Action item:
Check each line below for the word "trace" and give the number of lines that have it, nothing more.

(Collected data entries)
--- START ---
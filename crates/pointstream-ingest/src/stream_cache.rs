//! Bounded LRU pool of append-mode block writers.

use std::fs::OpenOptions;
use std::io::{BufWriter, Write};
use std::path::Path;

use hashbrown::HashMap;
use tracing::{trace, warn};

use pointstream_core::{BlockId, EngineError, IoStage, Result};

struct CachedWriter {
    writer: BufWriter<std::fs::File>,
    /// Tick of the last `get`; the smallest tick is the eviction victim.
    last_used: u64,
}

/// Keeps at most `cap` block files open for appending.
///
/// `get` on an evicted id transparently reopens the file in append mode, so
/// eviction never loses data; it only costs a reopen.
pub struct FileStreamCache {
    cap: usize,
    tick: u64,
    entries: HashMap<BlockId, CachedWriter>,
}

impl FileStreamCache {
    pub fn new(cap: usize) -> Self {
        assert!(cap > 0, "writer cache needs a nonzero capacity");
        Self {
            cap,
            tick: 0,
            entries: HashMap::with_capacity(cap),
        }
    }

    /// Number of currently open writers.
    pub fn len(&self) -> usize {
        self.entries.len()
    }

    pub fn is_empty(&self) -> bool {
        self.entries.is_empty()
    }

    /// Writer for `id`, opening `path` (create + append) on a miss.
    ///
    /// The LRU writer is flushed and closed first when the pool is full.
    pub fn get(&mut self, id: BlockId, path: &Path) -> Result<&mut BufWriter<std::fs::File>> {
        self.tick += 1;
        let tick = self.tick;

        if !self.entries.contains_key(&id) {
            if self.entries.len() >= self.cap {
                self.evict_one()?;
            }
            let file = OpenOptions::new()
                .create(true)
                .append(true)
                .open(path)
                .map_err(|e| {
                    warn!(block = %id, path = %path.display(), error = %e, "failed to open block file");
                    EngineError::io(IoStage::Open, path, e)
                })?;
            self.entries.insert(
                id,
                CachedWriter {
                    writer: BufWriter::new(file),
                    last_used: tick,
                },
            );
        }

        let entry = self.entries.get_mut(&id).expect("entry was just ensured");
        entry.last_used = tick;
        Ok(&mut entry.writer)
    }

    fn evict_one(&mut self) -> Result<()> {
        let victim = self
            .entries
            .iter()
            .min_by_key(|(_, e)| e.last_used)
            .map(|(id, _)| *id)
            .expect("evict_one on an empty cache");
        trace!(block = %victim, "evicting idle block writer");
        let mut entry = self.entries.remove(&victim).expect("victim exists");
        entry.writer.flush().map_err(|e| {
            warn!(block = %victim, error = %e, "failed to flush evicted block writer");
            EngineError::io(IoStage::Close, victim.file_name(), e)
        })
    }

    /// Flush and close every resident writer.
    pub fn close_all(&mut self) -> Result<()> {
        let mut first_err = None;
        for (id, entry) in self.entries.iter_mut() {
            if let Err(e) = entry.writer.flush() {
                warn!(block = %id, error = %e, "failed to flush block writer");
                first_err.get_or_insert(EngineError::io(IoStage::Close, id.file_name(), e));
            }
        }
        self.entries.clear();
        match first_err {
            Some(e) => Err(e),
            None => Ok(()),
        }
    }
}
--- END ---
--- START ---
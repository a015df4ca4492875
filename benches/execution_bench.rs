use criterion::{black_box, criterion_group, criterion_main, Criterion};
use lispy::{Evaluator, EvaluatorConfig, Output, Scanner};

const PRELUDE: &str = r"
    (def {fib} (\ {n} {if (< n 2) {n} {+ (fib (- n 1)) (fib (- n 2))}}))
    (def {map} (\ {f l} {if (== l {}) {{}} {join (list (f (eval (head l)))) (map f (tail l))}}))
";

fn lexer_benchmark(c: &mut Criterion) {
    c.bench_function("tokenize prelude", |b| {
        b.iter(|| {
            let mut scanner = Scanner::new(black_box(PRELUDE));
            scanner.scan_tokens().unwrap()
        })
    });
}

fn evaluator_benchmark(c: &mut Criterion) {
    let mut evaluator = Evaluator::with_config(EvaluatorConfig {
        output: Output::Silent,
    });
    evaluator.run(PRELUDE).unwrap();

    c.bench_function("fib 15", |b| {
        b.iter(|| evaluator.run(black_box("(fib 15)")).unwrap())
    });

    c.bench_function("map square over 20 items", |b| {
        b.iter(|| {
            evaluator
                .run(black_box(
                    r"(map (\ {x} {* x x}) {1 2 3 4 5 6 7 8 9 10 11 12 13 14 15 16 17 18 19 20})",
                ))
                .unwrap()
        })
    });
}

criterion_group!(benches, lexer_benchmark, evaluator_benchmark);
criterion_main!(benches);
--- END ---
Task result:
2